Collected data
Content starts

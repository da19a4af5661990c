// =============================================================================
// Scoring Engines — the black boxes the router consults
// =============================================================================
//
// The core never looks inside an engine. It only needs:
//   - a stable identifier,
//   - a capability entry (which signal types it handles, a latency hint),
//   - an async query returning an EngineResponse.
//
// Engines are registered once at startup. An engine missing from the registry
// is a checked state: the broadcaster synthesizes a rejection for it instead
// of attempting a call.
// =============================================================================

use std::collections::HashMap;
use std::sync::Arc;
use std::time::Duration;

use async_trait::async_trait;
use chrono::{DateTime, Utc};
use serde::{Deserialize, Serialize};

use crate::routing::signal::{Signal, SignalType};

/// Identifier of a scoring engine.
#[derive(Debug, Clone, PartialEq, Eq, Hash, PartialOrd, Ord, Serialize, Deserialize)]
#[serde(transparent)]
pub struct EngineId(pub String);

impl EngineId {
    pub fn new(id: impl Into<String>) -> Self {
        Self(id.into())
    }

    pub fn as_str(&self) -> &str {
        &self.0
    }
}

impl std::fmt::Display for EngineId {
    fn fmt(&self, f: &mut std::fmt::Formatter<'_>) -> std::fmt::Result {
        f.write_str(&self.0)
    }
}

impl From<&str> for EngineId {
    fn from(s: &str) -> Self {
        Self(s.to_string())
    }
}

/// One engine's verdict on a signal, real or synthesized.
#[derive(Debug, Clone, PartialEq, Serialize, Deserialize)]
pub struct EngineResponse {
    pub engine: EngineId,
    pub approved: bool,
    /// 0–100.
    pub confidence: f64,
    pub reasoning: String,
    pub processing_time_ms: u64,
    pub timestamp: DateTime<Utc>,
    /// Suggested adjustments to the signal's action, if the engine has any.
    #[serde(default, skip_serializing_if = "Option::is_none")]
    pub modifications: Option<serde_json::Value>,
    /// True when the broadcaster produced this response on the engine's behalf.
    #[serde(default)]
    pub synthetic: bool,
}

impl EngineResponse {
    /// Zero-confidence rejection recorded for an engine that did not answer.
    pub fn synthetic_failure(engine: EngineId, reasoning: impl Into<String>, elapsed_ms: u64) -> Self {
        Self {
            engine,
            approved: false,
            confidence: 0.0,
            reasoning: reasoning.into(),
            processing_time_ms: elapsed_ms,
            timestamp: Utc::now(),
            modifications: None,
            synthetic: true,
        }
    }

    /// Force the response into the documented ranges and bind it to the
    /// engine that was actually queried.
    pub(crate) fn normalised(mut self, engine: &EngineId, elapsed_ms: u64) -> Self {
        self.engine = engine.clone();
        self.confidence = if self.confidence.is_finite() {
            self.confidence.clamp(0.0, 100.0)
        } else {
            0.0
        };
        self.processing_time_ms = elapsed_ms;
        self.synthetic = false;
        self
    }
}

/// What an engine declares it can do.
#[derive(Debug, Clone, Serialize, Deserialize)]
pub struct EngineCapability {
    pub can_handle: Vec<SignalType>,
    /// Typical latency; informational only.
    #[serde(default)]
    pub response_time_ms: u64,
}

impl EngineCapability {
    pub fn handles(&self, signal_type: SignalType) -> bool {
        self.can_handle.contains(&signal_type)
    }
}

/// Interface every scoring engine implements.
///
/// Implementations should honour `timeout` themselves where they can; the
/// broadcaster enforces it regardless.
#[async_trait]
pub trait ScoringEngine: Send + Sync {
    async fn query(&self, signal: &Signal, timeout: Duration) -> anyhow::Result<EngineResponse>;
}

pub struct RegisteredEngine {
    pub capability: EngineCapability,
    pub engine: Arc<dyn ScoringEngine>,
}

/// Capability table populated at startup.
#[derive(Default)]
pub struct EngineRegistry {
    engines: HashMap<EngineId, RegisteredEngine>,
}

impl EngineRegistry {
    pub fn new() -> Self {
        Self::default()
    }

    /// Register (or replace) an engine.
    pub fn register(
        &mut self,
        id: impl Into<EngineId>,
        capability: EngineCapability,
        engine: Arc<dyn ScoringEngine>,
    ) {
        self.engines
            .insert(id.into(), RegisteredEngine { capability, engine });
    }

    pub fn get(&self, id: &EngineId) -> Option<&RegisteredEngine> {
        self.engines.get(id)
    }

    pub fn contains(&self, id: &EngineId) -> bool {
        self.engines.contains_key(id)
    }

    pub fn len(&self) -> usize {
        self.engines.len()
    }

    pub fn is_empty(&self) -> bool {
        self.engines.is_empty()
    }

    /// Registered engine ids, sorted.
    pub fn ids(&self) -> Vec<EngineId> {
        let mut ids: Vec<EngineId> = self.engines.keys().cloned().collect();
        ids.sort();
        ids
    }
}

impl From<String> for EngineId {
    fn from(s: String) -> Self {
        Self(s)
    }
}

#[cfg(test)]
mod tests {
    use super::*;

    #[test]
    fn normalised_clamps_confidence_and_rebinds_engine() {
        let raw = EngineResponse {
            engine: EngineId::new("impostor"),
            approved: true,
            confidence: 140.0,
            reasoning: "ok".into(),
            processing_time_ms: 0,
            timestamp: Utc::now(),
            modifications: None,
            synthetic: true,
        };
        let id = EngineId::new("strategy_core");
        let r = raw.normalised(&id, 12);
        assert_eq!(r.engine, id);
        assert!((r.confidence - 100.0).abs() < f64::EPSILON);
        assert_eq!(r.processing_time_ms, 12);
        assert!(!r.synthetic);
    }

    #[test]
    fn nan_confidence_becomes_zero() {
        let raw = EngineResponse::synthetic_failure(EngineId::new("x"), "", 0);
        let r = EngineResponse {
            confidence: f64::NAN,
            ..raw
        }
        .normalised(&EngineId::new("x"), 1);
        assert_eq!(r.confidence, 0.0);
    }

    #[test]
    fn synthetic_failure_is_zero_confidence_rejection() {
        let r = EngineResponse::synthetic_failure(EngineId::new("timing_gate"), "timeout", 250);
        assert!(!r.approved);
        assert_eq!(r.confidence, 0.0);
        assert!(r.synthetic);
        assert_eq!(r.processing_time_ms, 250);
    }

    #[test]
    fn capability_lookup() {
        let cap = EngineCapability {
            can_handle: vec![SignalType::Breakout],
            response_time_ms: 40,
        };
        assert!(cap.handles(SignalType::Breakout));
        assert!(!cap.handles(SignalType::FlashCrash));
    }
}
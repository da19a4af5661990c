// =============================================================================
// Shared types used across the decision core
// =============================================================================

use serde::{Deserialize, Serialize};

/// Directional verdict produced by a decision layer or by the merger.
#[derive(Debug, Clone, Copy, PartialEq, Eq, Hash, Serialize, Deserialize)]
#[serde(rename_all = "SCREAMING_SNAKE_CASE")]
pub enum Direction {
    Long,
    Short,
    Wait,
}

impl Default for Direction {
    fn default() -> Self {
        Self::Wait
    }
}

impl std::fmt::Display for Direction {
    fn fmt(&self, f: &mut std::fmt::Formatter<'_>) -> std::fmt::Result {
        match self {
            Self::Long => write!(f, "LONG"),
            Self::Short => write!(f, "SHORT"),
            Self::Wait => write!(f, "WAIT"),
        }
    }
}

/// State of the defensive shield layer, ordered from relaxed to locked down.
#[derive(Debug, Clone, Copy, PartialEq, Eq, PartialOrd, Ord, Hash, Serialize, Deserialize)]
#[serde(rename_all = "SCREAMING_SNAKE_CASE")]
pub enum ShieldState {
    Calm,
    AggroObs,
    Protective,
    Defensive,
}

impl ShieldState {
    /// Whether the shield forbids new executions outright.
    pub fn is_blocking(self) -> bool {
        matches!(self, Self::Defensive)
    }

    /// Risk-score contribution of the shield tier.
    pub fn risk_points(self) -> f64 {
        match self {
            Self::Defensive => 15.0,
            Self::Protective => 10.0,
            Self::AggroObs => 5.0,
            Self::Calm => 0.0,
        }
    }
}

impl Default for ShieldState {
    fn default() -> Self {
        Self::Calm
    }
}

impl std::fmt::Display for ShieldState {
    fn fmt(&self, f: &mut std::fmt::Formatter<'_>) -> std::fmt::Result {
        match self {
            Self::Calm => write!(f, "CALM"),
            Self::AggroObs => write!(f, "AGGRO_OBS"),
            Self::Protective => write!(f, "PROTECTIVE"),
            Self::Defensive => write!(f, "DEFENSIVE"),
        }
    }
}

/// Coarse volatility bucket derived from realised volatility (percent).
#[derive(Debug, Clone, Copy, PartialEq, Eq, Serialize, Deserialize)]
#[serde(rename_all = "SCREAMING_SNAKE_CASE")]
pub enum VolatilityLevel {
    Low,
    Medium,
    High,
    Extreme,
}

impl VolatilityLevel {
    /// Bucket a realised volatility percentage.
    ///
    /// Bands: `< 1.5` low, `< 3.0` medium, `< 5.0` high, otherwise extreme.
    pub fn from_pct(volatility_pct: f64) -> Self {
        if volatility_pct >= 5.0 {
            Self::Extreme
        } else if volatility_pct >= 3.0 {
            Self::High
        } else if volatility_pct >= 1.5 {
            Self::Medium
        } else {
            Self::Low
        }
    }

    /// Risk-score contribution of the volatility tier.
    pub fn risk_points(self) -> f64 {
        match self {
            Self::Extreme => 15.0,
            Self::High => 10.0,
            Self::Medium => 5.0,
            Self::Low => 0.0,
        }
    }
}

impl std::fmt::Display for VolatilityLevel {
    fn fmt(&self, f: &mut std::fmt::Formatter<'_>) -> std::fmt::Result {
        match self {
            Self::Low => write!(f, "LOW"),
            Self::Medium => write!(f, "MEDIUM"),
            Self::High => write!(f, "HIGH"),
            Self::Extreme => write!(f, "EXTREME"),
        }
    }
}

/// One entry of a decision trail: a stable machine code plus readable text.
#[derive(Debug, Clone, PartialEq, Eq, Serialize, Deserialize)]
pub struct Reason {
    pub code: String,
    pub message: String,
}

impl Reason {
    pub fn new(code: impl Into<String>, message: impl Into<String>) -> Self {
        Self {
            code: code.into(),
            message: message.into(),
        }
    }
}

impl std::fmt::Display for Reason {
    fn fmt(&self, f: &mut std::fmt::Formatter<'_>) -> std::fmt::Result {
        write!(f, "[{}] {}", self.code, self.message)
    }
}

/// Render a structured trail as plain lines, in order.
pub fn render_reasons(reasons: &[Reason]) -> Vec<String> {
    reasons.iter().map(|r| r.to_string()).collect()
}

Content ends

Show the lines where the word "reasoning" appears in the entries.

    pub reasoning: String,
    pub fn synthetic_failure(engine: EngineId, reasoning: impl Into<String>, elapsed_ms: u64) -> Self {
            reasoning: reasoning.into(),
            reasoning: "ok".into(),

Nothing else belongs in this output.